11:23 PM : The Payoff
Enough said.
Office Communications Server Deployment, Day 7
May 21st, 20088:33 AM : Picking Up Where We Left Off
As you may recall, I ran into an issue last night just before I left because I didn’t have the SQL client tools necessary (specifically the SQL 2005 Backwards Compatibility Pack and the SQL Native Client) installed on my front end server ocsfe1. I did try installing the tools this morning to no avail – unfortunately I wasn’t even getting a good quality error message, just “Pool backend discovery failed” – the same message I posted yesterday.
I’m pursuing a workaround at this point for two reasons:
- I need to keep the ball rolling. I have to get the internal deployment completed today.
- I’m planning to move the database to an official cluster anyway, per the directions in the Admin guide for moving the backend database for an Enterprise pool.
Primarily because of reason two, I don’t feel bad about installing SQL locally for a short time period (<1 month) until our cluster is ready to support the Enterprise pool. As with other cautions I’ve offered, this isn’t recommended. For me, it’s just real life. To achieve the goal I want, I’ve created a CNAME (alias) in DNS to tell my computer that dbcluster1 is currently the same as ocsfe1. I’ve also installed SQL Server 2005 Standard Edition SP2 32-bit locally.
8:39 AM : Creating the Enterprise Pool
Two notes here:
- We specified a different internal web farm FQDN because we may eventually move to an expanded configuration, and having a different FQDN may facilitate that transition.
- The planning documentation states that if you don’t specify an external web farm FQDN at this point, you’ll need to use the command line utility later. Usefulness of command line utilities notwithstanding, I’d rather specify it now since I know what it is.
Another note: our database files will be going onto a SAN with the transition to the database cluster. If you aren’t storing your database files on a SAN, you’ll want to make sure the database and log files are on different spindles (different physical volumes). This is basic database optimization, not an OCS thing.
I didn’t enable meeting archiving yet as it probably requires the Archiving and CDR role, which doesn’t exist yet in my infrastructure.

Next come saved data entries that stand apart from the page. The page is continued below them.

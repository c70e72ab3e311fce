//! Core domain types, errors, and constants for the `saveback` persistence
//! layer.
//!
//! This crate establishes the foundational data structures and error handling
//! mechanisms used throughout the workspace. It performs no I/O.
//!
//! ## Key Components
//!
//! - **`errors`**: Defines the primary `Error` enum and `Result` type alias,
//!   centralizing all possible failure modes for predictable error handling.
//! - **`types`**: Contains the closed [`Value`](types::Value) variant type
//!   stored in datasets, plus newtype wrappers like [`UserId`](types::UserId)
//!   that enforce invariants at the type level.
//! - **`constants`**: Shared static constants such as the application
//!   directory name and on-disk naming conventions.

pub mod constants;
pub mod errors;
pub mod types;

pub use self::{
    constants::*,
    errors::{Error, Result, SerializationOp},
    types::*,
};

I’m quite certain you can enable this later, so I’ll skip it for now. I have put the path in, however, so that you can see what I would be using if I were to enable it right now.

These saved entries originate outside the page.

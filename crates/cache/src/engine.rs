//! Atomic file persistence engine
//!
//! Converts a save request into a crash-safe on-disk replacement and absorbs
//! every storage failure at this layer: a failed load yields a fresh default
//! map, a failed save leaves the previous file untouched, and in both cases
//! the only visible effect is a log record.

use crate::backend::{PersistenceBackend, SaveOutcome};
use crate::queue::{SaveQueue, SaveRequest};
use crate::serialization::Serializer;
use saveback_core::{DatasetMap, Result, UserId};
use std::path::{Path, PathBuf};
use std::sync::Arc;

/// Durable storage for (user, dataset) blobs, backed by the save queue.
///
/// On-disk layout: `<root>/<dir>/<user>/<file><extension>`, where the
/// extension comes from the serializer in use.
pub struct PersistenceEngine {
    root: PathBuf,
    serializer: Arc<dyn Serializer>,
    queue: SaveQueue,
}

impl PersistenceEngine {
    /// Create an engine rooted at `root`, with its worker running
    pub fn new(root: PathBuf, serializer: Arc<dyn Serializer>) -> Self {
        let writer = SnapshotWriter {
            root: root.clone(),
            serializer: Arc::clone(&serializer),
        };
        let queue = SaveQueue::new(Box::new(move |request| writer.write(request)));

        Self {
            root,
            serializer,
            queue,
        }
    }

    /// The absolute path a dataset file lives at
    pub fn dataset_path(&self, user: UserId, dir: &str, file: &str) -> PathBuf {
        dataset_path(&self.root, self.serializer.extension(), user, dir, file)
    }

    /// Number of saves still waiting in the queue
    pub fn pending_saves(&self) -> usize {
        self.queue.pending_len()
    }

    /// True when the queue holds no request and the worker is parked
    pub fn is_idle(&self) -> bool {
        self.queue.is_idle()
    }
}

impl PersistenceBackend for PersistenceEngine {
    fn load(&self, user: UserId, dir: &str, file: &str) -> DatasetMap {
        let path = self.dataset_path(user, dir, file);
        let bytes = match std::fs::read(&path) {
            Ok(bytes) => bytes,
            Err(e) if e.kind() == std::io::ErrorKind::NotFound => {
                tracing::debug!("no dataset file at '{}', starting empty", path.display());
                return DatasetMap::default();
            }
            Err(e) => {
                tracing::warn!(
                    "failed to read dataset file '{}', starting empty: {e}",
                    path.display()
                );
                return DatasetMap::default();
            }
        };

        match self.serializer.from_bytes(&bytes) {
            Ok(map) => map,
            Err(e) => {
                tracing::warn!(
                    "failed to decode dataset file '{}', starting empty: {e}",
                    path.display()
                );
                DatasetMap::default()
            }
        }
    }

    fn save(&self, user: UserId, dir: &str, file: &str, snapshot: DatasetMap) -> SaveOutcome {
        self.queue.enqueue(SaveRequest {
            user,
            dir: dir.to_string(),
            file: file.to_string(),
            snapshot,
        });
        // The hand-off is the whole call; the queue owns the write from here
        SaveOutcome::CompletedSynchronously
    }

    fn flush(&self) {
        self.queue.flush();
    }
}

/// The worker-side half of the engine: serializes a snapshot and swaps it
/// into place through the temp-sibling replacement in `saveback-utils`.
struct SnapshotWriter {
    root: PathBuf,
    serializer: Arc<dyn Serializer>,
}

impl SnapshotWriter {
    fn write(&self, request: &SaveRequest) -> Result<()> {
        let path = dataset_path(
            &self.root,
            self.serializer.extension(),
            request.user,
            &request.dir,
            &request.file,
        );
        let bytes = self.serializer.to_bytes(&request.snapshot)?;
        saveback_utils::replace_file(&path, &bytes)
    }
}

fn dataset_path(root: &Path, extension: &str, user: UserId, dir: &str, file: &str) -> PathBuf {
    root.join(dir)
        .join(user.to_string())
        .join(format!("{file}{extension}"))
}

Archiving is not enabled for the same reason listed above.
Ugh. I made a mistake early on in the wizard – my pool is named ocspool.extendhealth.com, not pool.extendhealth.com. I think I can probably fix this later, so I’ll keep going for now. There were no other warnings in the log.

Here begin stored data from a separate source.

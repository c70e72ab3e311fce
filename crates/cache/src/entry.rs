//! In-memory cache entries and their versioned save state
//!
//! The dataset map itself is single-owner: only the thread owning the store
//! mutates it. The version counter and the dirty/saving flags live in a
//! shared [`EntryState`] so a completion handler running on a backend thread
//! can reconcile them after a save settles.

use crate::backend::SaveStatus;
use saveback_core::{DatasetMap, Value};
use std::sync::atomic::{AtomicBool, AtomicU64, Ordering};
use std::sync::Arc;

/// Version counter and dirty/saving flags for one (user, dataset) entry.
///
/// `version` increases by exactly one on every state-changing mutation;
/// no-op mutations leave it unchanged. `dirty` is true iff mutations exist
/// that have not been captured by a snapshot whose save completed
/// successfully.
pub struct EntryState {
    version: AtomicU64,
    dirty: AtomicBool,
    saving: AtomicBool,
}

impl EntryState {
    fn new() -> Self {
        Self {
            version: AtomicU64::new(0),
            dirty: AtomicBool::new(false),
            saving: AtomicBool::new(false),
        }
    }

    pub fn version(&self) -> u64 {
        self.version.load(Ordering::SeqCst)
    }

    pub fn is_dirty(&self) -> bool {
        self.dirty.load(Ordering::SeqCst)
    }

    pub fn is_saving(&self) -> bool {
        self.saving.load(Ordering::SeqCst)
    }

    /// Record one state-changing mutation
    fn mark_mutated(&self) {
        self.version.fetch_add(1, Ordering::SeqCst);
        self.dirty.store(true, Ordering::SeqCst);
    }

    /// Start a save: optimistically clear dirty and return the version the
    /// snapshot was captured at.
    pub(crate) fn begin_save(&self) -> u64 {
        self.dirty.store(false, Ordering::SeqCst);
        self.version.load(Ordering::SeqCst)
    }

    /// Mark that a pending save is being tracked
    pub(crate) fn mark_saving(&self) {
        self.saving.store(true, Ordering::SeqCst);
    }

    /// Reconcile after a pending save settles.
    ///
    /// On success, mutations that raced the save window (version moved past
    /// `snapshot_version`) re-arm dirty; a clean window leaves dirty as the
    /// optimistic clear set it. On failure dirty is re-armed unconditionally
    /// so a later save retries. Either way the entry is no longer saving.
    pub(crate) fn settle_save(&self, snapshot_version: u64, status: SaveStatus) {
        match status {
            SaveStatus::Succeeded => {
                if self.version.load(Ordering::SeqCst) != snapshot_version {
                    self.dirty.store(true, Ordering::SeqCst);
                }
            }
            SaveStatus::Failed => {
                self.dirty.store(true, Ordering::SeqCst);
            }
        }
        self.saving.store(false, Ordering::SeqCst);
    }
}

/// One resident (user, dataset) pair: the live mapping plus its save state
pub(crate) struct CacheEntry {
    values: DatasetMap,
    state: Arc<EntryState>,
}

impl CacheEntry {
    /// Install an entry from loaded (or empty) data: version 0, clean
    pub(crate) fn new(values: DatasetMap) -> Self {
        Self {
            values,
            state: Arc::new(EntryState::new()),
        }
    }

    pub(crate) fn state(&self) -> &Arc<EntryState> {
        &self.state
    }

    pub(crate) fn get(&self, key: &str) -> Option<&Value> {
        self.values.get(key)
    }

    pub(crate) fn has_key(&self, key: &str) -> bool {
        self.values.contains_key(key)
    }

    /// Shallow snapshot of the mapping for the persistence layer
    pub(crate) fn snapshot(&self) -> DatasetMap {
        self.values.clone()
    }

    /// Store `value` under `key`; bumps the version only if this changes
    /// the stored state.
    pub(crate) fn set(&mut self, key: &str, value: Value) {
        if self.values.get(key) == Some(&value) {
            return;
        }
        self.values.insert(key.to_string(), value);
        self.state.mark_mutated();
    }

    /// Remove `key`; deleting an absent key is a no-op
    pub(crate) fn delete_key(&mut self, key: &str) {
        if self.values.remove(key).is_some() {
            self.state.mark_mutated();
        }
    }

    /// Empty the mapping; clearing an empty map is a no-op
    pub(crate) fn clear(&mut self) {
        if !self.values.is_empty() {
            self.values.clear();
            self.state.mark_mutated();
        }
    }
}

#[cfg(test)]
mod tests {
    use super::*;

    #[test]
    fn test_version_bumps_only_on_state_changes() {
        let mut entry = CacheEntry::new(DatasetMap::new());
        assert_eq!(entry.state().version(), 0);
        assert!(!entry.state().is_dirty());

        entry.set("gold", Value::Int(100));
        assert_eq!(entry.state().version(), 1);
        assert!(entry.state().is_dirty());

        // Same value again: no state change, no bump
        entry.set("gold", Value::Int(100));
        assert_eq!(entry.state().version(), 1);

        entry.set("gold", Value::Int(150));
        assert_eq!(entry.state().version(), 2);

        entry.delete_key("absent");
        assert_eq!(entry.state().version(), 2);

        entry.delete_key("gold");
        assert_eq!(entry.state().version(), 3);

        entry.clear();
        assert_eq!(entry.state().version(), 3);

        entry.set("gold", Value::Int(1));
        entry.clear();
        assert_eq!(entry.state().version(), 5);
    }

    #[test]
    fn test_settle_success_with_untouched_version_stays_clean() {
        let mut entry = CacheEntry::new(DatasetMap::new());
        entry.set("gold", Value::Int(100));

        let snapshot_version = entry.state().begin_save();
        assert!(!entry.state().is_dirty());
        entry.state().mark_saving();

        entry
            .state()
            .settle_save(snapshot_version, SaveStatus::Succeeded);
        assert!(!entry.state().is_dirty());
        assert!(!entry.state().is_saving());
    }

    #[test]
    fn test_settle_success_after_racing_mutation_rearms_dirty() {
        let mut entry = CacheEntry::new(DatasetMap::new());
        entry.set("gold", Value::Int(100));

        let snapshot_version = entry.state().begin_save();
        entry.state().mark_saving();

        // Mutation lands while the save is in flight
        entry.set("gold", Value::Int(150));

        entry
            .state()
            .settle_save(snapshot_version, SaveStatus::Succeeded);
        assert!(entry.state().is_dirty());
        assert!(!entry.state().is_saving());
    }

    #[test]
    fn test_settle_failure_rearms_dirty_unconditionally() {
        let mut entry = CacheEntry::new(DatasetMap::new());
        entry.set("gold", Value::Int(100));

        let snapshot_version = entry.state().begin_save();
        entry.state().mark_saving();

        entry
            .state()
            .settle_save(snapshot_version, SaveStatus::Failed);
        assert!(entry.state().is_dirty());
        assert!(!entry.state().is_saving());
    }

    #[test]
    fn test_snapshot_is_decoupled_from_live_map() {
        let mut entry = CacheEntry::new(DatasetMap::new());
        entry.set("gold", Value::Int(100));

        let snapshot = entry.snapshot();
        entry.set("gold", Value::Int(150));

        assert_eq!(snapshot.get("gold"), Some(&Value::Int(100)));
        assert_eq!(entry.get("gold"), Some(&Value::Int(150)));
    }
}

8:59 AM : Configuring Enterprise Pool
There’s the wrong pool name I mentioned above.
|
Pros |
Cons |
|
|
DNAT |
> 65,000 users |
Increased difficulty of configuration |
|
SNAT |
Easy configuration |
< 65,000 users |
Note: Only one pool or server can authenticate automatic logon requests.
I’ll definitely be configuring external user access, but two things are stopping me from doing it right now:
- I want the edge deployment to be distinct from the pool deployment for my own sanity and anyone’s sanity following along with this thread.
- I think the only way you can configure your edge topology right now is if you’re migrating from LCS 2005 R2? and already have an edge topology deployed. I’m not certain on that, I just think that’s what I recall.
9:10 AM : Adding Ocsfe1 to Pool
So far so good this morning – everything seems to be turning out okay aside from my dumb mistake with the pool name and the issues with the pool backend. I’m now ready to add ocsfe1 to the pool as the first front-end server.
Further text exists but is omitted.